Delhi’s shop owners struggle to get ownership rights
Two years after the Delhi Development Authority (DDA) decided to adopt the Delhi Apartment Ownership Act, 2009, to facilitate conversion of commercial properties from leasehold to freehold, shop owners in commercial complexes developed by private builders on land auctioned by the land-owning agency in Nehru Place, Dwarka, Pitampura and in a host of other areas are still struggling to get ownership of their properties.
Inder kohli, a shop owner in Nehru Place and a member of the Nehru Place Welfare Association, said, “We have been running from pillar to post for the past two years to get ownership of our property. The government has simplified the process of giving ownership to those living in unuauthorised colonies. But, we are still struggling, despite buying the property legally . We can’t take bank loans against our property. Several shop or office space owners have applied for freehold, but no application has been processed till date.”

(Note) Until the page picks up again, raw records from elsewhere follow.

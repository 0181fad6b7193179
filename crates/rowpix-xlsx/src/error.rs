//! XLSX error types

use thiserror::Error;

/// Result type for XLSX operations
pub type XlsxResult<T> = std::result::Result<T, XlsxError>;

/// Errors that can occur while reading pictures out of an XLSX package
#[derive(Debug, Error)]
pub enum XlsxError {
    /// IO error
    #[error("IO error: {0}")]
    Io(#[from] std::io::Error),

    /// ZIP error
    #[error("ZIP error: {0}")]
    Zip(#[from] zip::result::ZipError),

    /// XML error
    #[error("XML error: {0}")]
    Xml(#[from] quick_xml::Error),

    /// Invalid file format
    #[error("Invalid XLSX format: {0}")]
    InvalidFormat(String),

    /// Missing required part
    #[error("Missing required part: {0}")]
    MissingPart(String),

    /// The requested worksheet is not in the workbook
    #[error("Sheet '{name}' not found (available: {available:?})")]
    SheetNotFound {
        name: String,
        available: Vec<String>,
    },

    /// Core error
    #[error("Core error: {0}")]
    Core(#[from] rowpix_core::Error),
}
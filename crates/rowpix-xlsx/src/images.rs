//! Pictures found on a worksheet, with the cell text needed to name them.

use std::collections::HashMap;

use rowpix_core::{CellRange, RawAnchor};

/// Where a picture was declared in the package.
#[derive(Debug, Clone, Copy, PartialEq, Eq)]
pub enum ImageSource {
    /// A floating picture in the sheet's drawing part (`xdr:pic`)
    Drawing,
    /// A WPS cell image (`xl/cellimages.xml`) placed by a `DISPIMG` formula
    CellImage,
}

/// One picture and its unresolved anchor.
#[derive(Debug, Clone)]
pub struct SheetImage {
    pub anchor: RawAnchor,
    pub source: ImageSource,
    /// `cNvPr` name of the picture, when present
    pub name: Option<String>,
    /// Package part holding the picture bytes (e.g. `xl/media/image1.png`)
    pub media_part: Option<String>,
    /// Picture bytes; `None` when the part could not be found
    pub data: Option<Vec<u8>>,
}

/// Everything read from one worksheet.
#[derive(Debug, Clone, Default)]
pub struct SheetImages {
    pub sheet_name: String,
    /// Last row the sheet itself declares (dimension or highest `<row>`)
    pub declared_max_row: u32,
    pub(crate) cells: HashMap<(u32, u32), String>,
    pub(crate) merged: Vec<CellRange>,
    pub images: Vec<SheetImage>,
}

impl SheetImages {
    /// Text of the cell at `row`/`col` (1-based), if it holds a value.
    pub fn cell_text(&self, row: u32, col: u32) -> Option<&str> {
        self.cells.get(&(row, col)).map(String::as_str)
    }

    /// Like [`cell_text`](Self::cell_text), but a cell inside a merge region
    /// reads the region's top-left cell.
    pub fn merged_text(&self, row: u32, col: u32) -> Option<&str> {
        match self.merge_region(row, col) {
            Some(range) => self.cell_text(range.start.row, range.start.col),
            None => self.cell_text(row, col),
        }
    }

    /// The merge region containing `row`/`col`, if any
    pub fn merge_region(&self, row: u32, col: u32) -> Option<&CellRange> {
        self.merged.iter().find(|r| r.contains(row, col))
    }

    pub fn merged_regions(&self) -> &[CellRange] {
        &self.merged
    }

    pub fn image_count(&self) -> usize {
        self.images.len()
    }
}
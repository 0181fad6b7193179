//! Worksheet part: cell text, extent, merges, drawing links and `DISPIMG` cells.

use std::collections::HashMap;
use std::io::{BufReader, Read, Seek};

use quick_xml::events::Event;
use quick_xml::reader::Reader;

use super::{attr, decode_excel_escapes, Archive};
use crate::error::{XlsxError, XlsxResult};
use rowpix_core::{CellAddress, CellRange, MAX_ROWS};

#[derive(Debug, Default)]
pub(crate) struct ParsedSheet {
    pub declared_max_row: u32,
    pub cells: HashMap<(u32, u32), String>,
    pub merged: Vec<CellRange>,
    pub drawing_ids: Vec<String>,
    /// Cells whose formula places a WPS cell image, with the image id
    pub cell_image_refs: Vec<(CellAddress, String)>,
}

/// Current `<c>` element state
#[derive(Default)]
struct CellState {
    addr: Option<CellAddress>,
    cell_type: Option<String>,
    value: Option<String>,
    formula: Option<String>,
}

pub(crate) fn read_worksheet<R: Read + Seek>(
    archive: &mut Archive<R>,
    path: &str,
    shared_strings: &[String],
) -> XlsxResult<ParsedSheet> {
    let file = archive
        .by_name(path)
        .map_err(|_| XlsxError::MissingPart(path.to_string()))?;

    let mut xml_reader = Reader::from_reader(BufReader::new(file));
    xml_reader.trim_text(true);

    let mut buf = Vec::new();
    let mut sheet = ParsedSheet::default();

    let mut cell: Option<CellState> = None;
    let mut in_value = false;
    let mut in_formula = false;
    let mut in_inline_text = false;

    loop {
        match xml_reader.read_event_into(&mut buf) {
            Ok(Event::Start(e)) => match e.local_name().as_ref() {
                b"row" => note_row(&mut sheet, attr(&e, b"r")),
                b"c" => {
                    cell = Some(CellState {
                        addr: attr(&e, b"r").and_then(|r| CellAddress::parse(&r).ok()),
                        cell_type: attr(&e, b"t"),
                        ..CellState::default()
                    });
                }
                b"v" if cell.is_some() => in_value = true,
                b"f" if cell.is_some() => in_formula = true,
                b"t" if cell.is_some() => in_inline_text = true,
                _ => {}
            },
            Ok(Event::Empty(e)) => match e.local_name().as_ref() {
                b"row" => note_row(&mut sheet, attr(&e, b"r")),
                b"dimension" => {
                    if let Some(range) = attr(&e, b"ref").and_then(|r| CellRange::parse(&r).ok()) {
                        sheet.declared_max_row = sheet.declared_max_row.max(range.end.row);
                    }
                }
                b"mergeCell" => {
                    if let Some(range) = attr(&e, b"ref").and_then(|r| CellRange::parse(&r).ok()) {
                        sheet.merged.push(range);
                    }
                }
                b"drawing" => {
                    if let Some(id) = attr(&e, b"id") {
                        sheet.drawing_ids.push(id);
                    }
                }
                _ => {}
            },
            Ok(Event::Text(e)) if cell.is_some() && (in_value || in_formula || in_inline_text) => {
                if let (Some(state), Ok(text)) = (cell.as_mut(), e.unescape()) {
                    let slot = if in_formula {
                        &mut state.formula
                    } else {
                        &mut state.value
                    };
                    slot.get_or_insert_with(String::new).push_str(&text);
                }
            }
            Ok(Event::End(e)) => match e.local_name().as_ref() {
                b"v" => in_value = false,
                b"f" => in_formula = false,
                b"t" => in_inline_text = false,
                b"c" => {
                    if let Some(state) = cell.take() {
                        finish_cell(&mut sheet, state, shared_strings);
                    }
                }
                _ => {}
            },
            Ok(Event::Eof) => break,
            Err(e) => return Err(XlsxError::Xml(e)),
            _ => {}
        }
        buf.clear();
    }

    Ok(sheet)
}

/// Rows past the grid limit are ignored.
fn note_row(sheet: &mut ParsedSheet, r: Option<String>) {
    let row = r
        .and_then(|r| r.trim().parse::<u32>().ok())
        .filter(|&row| row <= MAX_ROWS);
    if let Some(row) = row {
        sheet.declared_max_row = sheet.declared_max_row.max(row);
    }
}

fn finish_cell(sheet: &mut ParsedSheet, state: CellState, shared_strings: &[String]) {
    let Some(addr) = state.addr else {
        return;
    };

    if let Some(id) = state.formula.as_deref().and_then(dispimg_id) {
        sheet.cell_image_refs.push((addr, id));
    }

    let Some(raw) = state.value else {
        return;
    };

    let text = match state.cell_type.as_deref() {
        Some("s") => match raw.trim().parse::<usize>().ok().and_then(|i| shared_strings.get(i)) {
            Some(s) => s.clone(),
            None => {
                log::debug!("{addr}: shared string index '{raw}' out of range");
                return;
            }
        },
        Some("b") => {
            if raw == "1" || raw.eq_ignore_ascii_case("true") {
                "TRUE".to_string()
            } else {
                "FALSE".to_string()
            }
        }
        Some("inlineStr") | Some("str") => decode_excel_escapes(&raw),
        _ => raw,
    };

    sheet.cells.insert((addr.row, addr.col), text);
}

/// Extract the image id from a `DISPIMG("ID_…",1)` formula.
pub(crate) fn dispimg_id(formula: &str) -> Option<String> {
    let upper = formula.to_ascii_uppercase();
    let start = upper.find("DISPIMG(")? + "DISPIMG(".len();
    let args = &formula[start..];
    let open = args.find('"')?;
    let rest = &args[open + 1..];
    let close = rest.find('"')?;
    let id = rest[..close].trim();
    (!id.is_empty()).then(|| id.to_string())
}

Sewak Ram Nautiyal, who owns an office space in Nehru Place, said, “I applied for conversion in December last year. But I’m yet to hear from DDA about the status of my application.”

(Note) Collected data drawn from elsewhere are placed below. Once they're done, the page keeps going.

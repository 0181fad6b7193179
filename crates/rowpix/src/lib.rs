//! # rowpix
//!
//! Export the pictures of a spreadsheet row by row, naming each file after
//! the row's name cell.
//!
//! Two backends are available:
//! - [`LibraryBackend`] reads the XLSX package directly (drawing pictures and
//!   WPS cell images) and writes the embedded bytes unchanged
//! - [`AutomationBackend`] drives Excel through the COM bridge and renders
//!   each picture shape, or the image cell of rows without shapes, to PNG
//!
//! [`Engine::Auto`] runs the library backend first and lets automation handle
//! only the rows the library could not export.
//!
//! ## Example
//!
//! ```rust,no_run
//! use rowpix::{export_images_by_row, ExportRequest};
//!
//! let mut request = ExportRequest::new("parts.xlsx", "out");
//! request.options.sheet = "Parts".into();
//! request.options.start_row = 2;
//!
//! if !export_images_by_row(&request) {
//!     eprintln!("nothing exported");
//! }
//! ```

pub mod automation;
pub mod backend;
pub mod error;
pub mod library;
pub mod options;
pub mod selector;

pub use automation::{AutomationBackend, AutomationConnector, AutomationSession, ExcelComConnector};
pub use backend::{ExportReport, ExtractionBackend, RowNamer};
pub use error::{ExportError, Result};
pub use library::LibraryBackend;
pub use options::{Engine, ExportJob, ExportOptions, ExportRequest, FallbackNaming};
pub use selector::{export_images_by_row, export_images_by_row_with, run_export, ExportSummary};

pub use rowpix_core::Appearance;
pub use rowpix_excel_com::ExcelBridgeConfig;
pub use excel_com_protocol::ShapeInfo;
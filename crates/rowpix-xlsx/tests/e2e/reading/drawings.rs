//! Floating pictures in the sheet drawing part.

use std::io::Cursor;

use crate::{PackageFixture, SheetFixture};
use pretty_assertions::assert_eq;
use rowpix_core::Anchor;
use rowpix_xlsx::{ImageSource, XlsxError, XlsxImageReader};

const PNG_A: &[u8] = b"\x89PNG\r\n\x1a\nfirst";
const PNG_B: &[u8] = b"\x89PNG\r\n\x1a\nsecond";

#[test]
fn test_picture_anchors_and_bytes() {
    let package = PackageFixture::new()
        .sheet(SheetFixture::new("Sheet1"))
        .sheet(
            SheetFixture::new("Sheet2")
                .picture(0, 1, "image1.png")
                .picture(0, 3, "image2.png"),
        )
        .media("image1.png", PNG_A)
        .media("image2.png", PNG_B)
        .build();

    let sheet = XlsxImageReader::read_sheet(Cursor::new(package), "Sheet2").unwrap();
    assert_eq!(sheet.sheet_name, "Sheet2");
    assert_eq!(sheet.image_count(), 2);

    let first = &sheet.images[0];
    assert_eq!(first.source, ImageSource::Drawing);
    assert_eq!(first.anchor.resolve(), Some(Anchor::new(2, 1)));
    assert_eq!(first.name.as_deref(), Some("Picture 1"));
    assert_eq!(first.media_part.as_deref(), Some("xl/media/image1.png"));
    assert_eq!(first.data.as_deref(), Some(PNG_A));

    let second = &sheet.images[1];
    assert_eq!(second.anchor.resolve(), Some(Anchor::new(4, 1)));
    assert_eq!(second.data.as_deref(), Some(PNG_B));
}

#[test]
fn test_sheet_without_drawing_has_no_images() {
    let package = PackageFixture::new()
        .sheet(SheetFixture::new("Sheet1").text("A1", "only text"))
        .build();

    let sheet = XlsxImageReader::read_sheet(Cursor::new(package), "Sheet1").unwrap();
    assert!(sheet.images.is_empty());
    assert_eq!(sheet.cell_text(1, 1), Some("only text"));
}

#[test]
fn test_missing_media_leaves_data_empty() {
    let package = PackageFixture::new()
        .sheet(SheetFixture::new("Sheet1").picture(2, 0, "gone.png"))
        .build();

    let sheet = XlsxImageReader::read_sheet(Cursor::new(package), "Sheet1").unwrap();
    assert_eq!(sheet.image_count(), 1);
    assert_eq!(sheet.images[0].media_part.as_deref(), Some("xl/media/gone.png"));
    assert_eq!(sheet.images[0].data, None);
}

#[test]
fn test_non_picture_anchors_are_ignored() {
    let shape = r#"<xdr:oneCellAnchor><xdr:from><xdr:col>1</xdr:col><xdr:colOff>0</xdr:colOff><xdr:row>5</xdr:row><xdr:rowOff>0</xdr:rowOff></xdr:from><xdr:ext cx="10" cy="10"/><xdr:sp><xdr:nvSpPr><xdr:cNvPr id="9" name="Rectangle 1"/><xdr:cNvSpPr/></xdr:nvSpPr><xdr:spPr/></xdr:sp><xdr:clientData/></xdr:oneCellAnchor>"#;
    let package = PackageFixture::new()
        .sheet(
            SheetFixture::new("Sheet1")
                .picture(0, 0, "image1.png")
                .raw_anchor(shape),
        )
        .media("image1.png", PNG_A)
        .build();

    let sheet = XlsxImageReader::read_sheet(Cursor::new(package), "Sheet1").unwrap();
    assert_eq!(sheet.image_count(), 1);
    assert_eq!(sheet.images[0].name.as_deref(), Some("Picture 1"));
}

#[test]
fn test_alternate_content_reports_one_picture() {
    let pic = |name: &str| {
        format!(
            r#"<xdr:pic><xdr:nvPicPr><xdr:cNvPr id="7" name="{name}"/><xdr:cNvPicPr/></xdr:nvPicPr><xdr:blipFill><a:blip r:embed="rId1"/></xdr:blipFill><xdr:spPr/></xdr:pic>"#
        )
    };
    let anchor = format!(
        r#"<mc:AlternateContent xmlns:mc="http://schemas.openxmlformats.org/markup-compatibility/2006"><mc:Choice Requires="a14"><xdr:oneCellAnchor><xdr:from><xdr:col>3</xdr:col><xdr:colOff>0</xdr:colOff><xdr:row>6</xdr:row><xdr:rowOff>0</xdr:rowOff></xdr:from><xdr:ext cx="10" cy="10"/>{}<xdr:clientData/></xdr:oneCellAnchor></mc:Choice><mc:Fallback><xdr:oneCellAnchor><xdr:from><xdr:col>3</xdr:col><xdr:colOff>0</xdr:colOff><xdr:row>6</xdr:row><xdr:rowOff>0</xdr:rowOff></xdr:from><xdr:ext cx="10" cy="10"/>{}<xdr:clientData/></xdr:oneCellAnchor></mc:Fallback></mc:AlternateContent>"#,
        pic("Choice picture"),
        pic("Fallback picture"),
    );
    let package = PackageFixture::new()
        .sheet(
            SheetFixture::new("Sheet1")
                .picture(0, 0, "image1.png")
                .raw_anchor(&anchor),
        )
        .media("image1.png", PNG_A)
        .build();

    let sheet = XlsxImageReader::read_sheet(Cursor::new(package), "Sheet1").unwrap();
    let names: Vec<_> = sheet.images.iter().map(|i| i.name.as_deref()).collect();
    assert_eq!(names, vec![Some("Picture 1"), Some("Choice picture")]);
    assert_eq!(sheet.images[1].anchor.resolve(), Some(Anchor::new(7, 4)));
}

#[test]
fn test_absolute_anchor_is_unresolved() {
    let absolute = r#"<xdr:absoluteAnchor><xdr:pos x="0" y="0"/><xdr:ext cx="10" cy="10"/><xdr:pic><xdr:nvPicPr><xdr:cNvPr id="5" name="Floating"/><xdr:cNvPicPr/></xdr:nvPicPr><xdr:blipFill><a:blip r:embed="rId1"/></xdr:blipFill><xdr:spPr/></xdr:pic><xdr:clientData/></xdr:absoluteAnchor>"#;
    let package = PackageFixture::new()
        .sheet(
            SheetFixture::new("Sheet1")
                .picture(0, 0, "image1.png")
                .raw_anchor(absolute),
        )
        .media("image1.png", PNG_A)
        .build();

    let sheet = XlsxImageReader::read_sheet(Cursor::new(package), "Sheet1").unwrap();
    assert_eq!(sheet.image_count(), 2);
    assert_eq!(sheet.images[1].name.as_deref(), Some("Floating"));
    assert_eq!(sheet.images[1].anchor.resolve(), None);
}

#[test]
fn test_sheet_not_found_lists_available() {
    let package = PackageFixture::new()
        .sheet(SheetFixture::new("Sheet1"))
        .sheet(SheetFixture::new("Data"))
        .build();

    let err = XlsxImageReader::read_sheet(Cursor::new(package), "Sheet2").unwrap_err();
    match err {
        XlsxError::SheetNotFound { name, available } => {
            assert_eq!(name, "Sheet2");
            assert_eq!(available, vec!["Sheet1".to_string(), "Data".to_string()]);
        }
        other => panic!("unexpected error: {other}"),
    }
}

#[test]
fn test_not_a_zip() {
    let err = XlsxImageReader::read_sheet(Cursor::new(b"plain text".to_vec()), "Sheet1");
    assert!(matches!(err, Err(XlsxError::Zip(_))));
}

#[test]
fn test_sheet_names_in_order() {
    let package = PackageFixture::new()
        .sheet(SheetFixture::new("Sheet1"))
        .sheet(SheetFixture::new("Sheet2"))
        .sheet(SheetFixture::new("Photos & Names"))
        .build();

    let names = XlsxImageReader::sheet_names(Cursor::new(package)).unwrap();
    assert_eq!(names, vec!["Sheet1", "Sheet2", "Photos & Names"]);
}
//! # rowpix-xlsx
//!
//! Reads embedded pictures out of XLSX packages without a spreadsheet
//! application: floating pictures from the sheet's drawing part and WPS
//! cell images (`xl/cellimages.xml` placed by `DISPIMG` formulas), together
//! with the cell text and merge regions needed to name them.
//!
//! ## Example
//!
//! ```rust,ignore
//! use rowpix_xlsx::XlsxImageReader;
//!
//! let sheet = XlsxImageReader::read_sheet_file("parts.xlsx", "Sheet2")?;
//! for image in &sheet.images {
//!     println!("{:?} -> {:?}", image.anchor.resolve(), image.media_part);
//! }
//! ```

pub mod error;
pub mod images;
pub mod reader;

pub use error::{XlsxError, XlsxResult};
pub use images::{ImageSource, SheetImage, SheetImages};
pub use reader::XlsxImageReader;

DDA officials said that in several cases, lease of the buildings (in which shops are located) have been cancelled due to misuse. “We can’t initiate the freehold process of shops if the lease of the building has been cancelled. We have to first get the lease restored and then process the applications for freehold,” said an official aware of the development.
In the last four decades, the land-owning agency has auctioned thousands of plots in Nehru Place, Rajinder Place, Dwarka, Pitampura, Janakpuri etc for development of planned commercial centres. But since the DDA sold these plots on leasehold basis, the builders could sell the shops and office spaces on sub-lease under a builder-buyer agreement. The builder had to maintain a record and inform the DDA every time a property transaction took place, said a DDA official.

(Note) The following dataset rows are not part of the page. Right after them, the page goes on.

//! One open workbook on one worksheet, for the lifetime of an export.

use std::path::Path;

use excel_com_protocol::{
    CellValue, Command as BridgeCommand, PictureAppearance, ResponseData, ShapeInfo, SheetRef,
};

use crate::bridge::{BridgeError, ExcelBridge, ExcelBridgeConfig};

/// A bridge with one workbook open and a fixed target sheet.
///
/// The workbook is closed without saving and the bridge shut down by
/// [`close`](Self::close), or by `Drop` when `close` was never reached.
pub struct ExcelSession {
    bridge: ExcelBridge,
    workbook: Option<u64>,
    sheet: SheetRef,
}

impl ExcelSession {
    /// Start a bridge, initialise Excel and open `workbook_path`.
    pub fn open(
        config: ExcelBridgeConfig,
        workbook_path: &Path,
        sheet: &str,
    ) -> Result<Self, BridgeError> {
        let bridge = ExcelBridge::start(config)?;
        let path = bridge.host_path(workbook_path);
        log::debug!("opening {path} in Excel");

        let data = bridge.send_command(BridgeCommand::OpenWorkbook { path })?;
        match data {
            Some(ResponseData::WorkbookHandle { workbook }) => Ok(Self {
                bridge,
                workbook: Some(workbook),
                sheet: SheetRef::from(sheet),
            }),
            _ => Err(BridgeError::UnexpectedResponse),
        }
    }

    fn handle(&self) -> Result<u64, BridgeError> {
        self.workbook.ok_or(BridgeError::NotRunning)
    }

    /// Last used row of the sheet, scanning `fallback_column` upwards as the
    /// final strategy.
    pub fn last_row(&self, fallback_column: u32) -> Result<u32, BridgeError> {
        let data = self.bridge.send_command(BridgeCommand::LastRow {
            workbook: self.handle()?,
            sheet: self.sheet.clone(),
            fallback_column,
        })?;
        match data {
            Some(ResponseData::Row { row }) => Ok(row),
            _ => Err(BridgeError::UnexpectedResponse),
        }
    }

    pub fn shapes(&self) -> Result<Vec<ShapeInfo>, BridgeError> {
        let data = self.bridge.send_command(BridgeCommand::ListShapes {
            workbook: self.handle()?,
            sheet: self.sheet.clone(),
        })?;
        match data {
            Some(ResponseData::Shapes { shapes }) => Ok(shapes),
            _ => Err(BridgeError::UnexpectedResponse),
        }
    }

    /// Value of a cell; with `merge_aware`, the merge region's top-left value.
    pub fn cell_value(
        &self,
        row: u32,
        column: u32,
        merge_aware: bool,
    ) -> Result<CellValue, BridgeError> {
        let data = self.bridge.send_command(BridgeCommand::GetCellValue {
            workbook: self.handle()?,
            sheet: self.sheet.clone(),
            row,
            column,
            merge_aware,
        })?;
        match data {
            Some(ResponseData::Value { value }) => Ok(value),
            _ => Err(BridgeError::UnexpectedResponse),
        }
    }

    /// Export shape `index` (1-based, as in [`ShapeInfo::index`]) as PNG.
    pub fn export_shape(
        &self,
        index: u32,
        appearance: PictureAppearance,
        path: &Path,
    ) -> Result<(), BridgeError> {
        self.bridge.send_command(BridgeCommand::ExportShapePicture {
            workbook: self.handle()?,
            sheet: self.sheet.clone(),
            shape: index,
            appearance,
            path: self.bridge.host_path(path),
        })?;
        Ok(())
    }

    /// Export the cell at `row`/`column` (its merge anchor when merged) as PNG.
    pub fn export_range(
        &self,
        row: u32,
        column: u32,
        appearance: PictureAppearance,
        path: &Path,
    ) -> Result<(), BridgeError> {
        self.bridge.send_command(BridgeCommand::ExportRangePicture {
            workbook: self.handle()?,
            sheet: self.sheet.clone(),
            row,
            column,
            appearance,
            path: self.bridge.host_path(path),
        })?;
        Ok(())
    }

    /// Close the workbook without saving and shut the bridge down.
    pub fn close(mut self) -> Result<(), BridgeError> {
        self.release()
    }

    fn release(&mut self) -> Result<(), BridgeError> {
        let closed = match self.workbook.take() {
            Some(workbook) => self
                .bridge
                .send_command(BridgeCommand::CloseWorkbook { workbook })
                .map(|_| ()),
            None => Ok(()),
        };
        let stopped = self.bridge.shutdown();
        closed.and(stopped)
    }
}

impl Drop for ExcelSession {
    fn drop(&mut self) {
        if let Err(e) = self.release() {
            log::warn!("failed to release Excel session: {e}");
        }
    }
}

DDA officials admitted that there have been several cases where the developers of the buildings are missing or not helpingshop owners get their property converted. This is why the DDA revised the policy for conversion of such commercial properties in 2019. It adopted the Delhi Apartment Ownership Act, 2009, for commercial complexes to allow owners of shops or offices spaces to get freehold rights over their properties.
Vice-chairman of DDA Anurag Jain said that the conversion of commercial property from leasehold to freehold is slightly complicated. “In cases where the lease of the building has been cancelled, shop owners’ application for freehold of their individual units can’t be processed until and unless the lease is restored. If there is misuse of property or illegal construction, then the penalty has to be paid either fully by the builder/lessee or the shop owners/space buyers on a pro-rata basis for his/her unit. We are in the process of further simplifying the process.”
Jain said processes of citizen centric services, like conversion, have been computerised end to end. “Ever since we have made the conversion process online, the number of applications we have received is manifold. Now we are getting about 600-700 applications every month against 1,500-2,000 we received in a year.”
Property owners want the DDA to expedite the process and simplify it further. Robin Sharma, president of Dwarka Vyapar Mandal who has been pursuing the matter with DDA since 2004, said, “The DDA should accept our property documents and not ask for additional papers. The process should be expedited. This will help DDA earn a lot of revenue from conversion charges.”
The land-owning agency is making efforts to streamline the process. Jain said in the housing department, DDA has achieved the benchmark of keeping no case pending for more than two months, barring those where discrepancies have been communicated to the applicants.
“Now, efforts are being made to expedite the conversion process of commercial properties and ensure that no conversion case remains pending for more than three months. We are expecting to achieve this benchmark by the end of September this year ,” said the DDA vice-chairman.
In 1994, the then urban development ministry started the property (both commercial and residential) conversion process in Delhi. For this, it had set up the Urban Development Fund (UDF) for collection of proceeds from one-time conversion charges.
Shop owners also demand that cases where the property has been sold multiple times should also be considered for freehold. Yashpal (identified by a single name), executive member of the DDA Market Joint Action Committee, said, “As these markets were developed in the past four decades, the shops have been sold multiple times. But DDA is not accepting applications where there have been multiple transactions. The people, who are currently occupying the properties in the buildings, are its rightful owners. Currently, they are not allowed to apply. We want the DDA to recognise all such property owners.”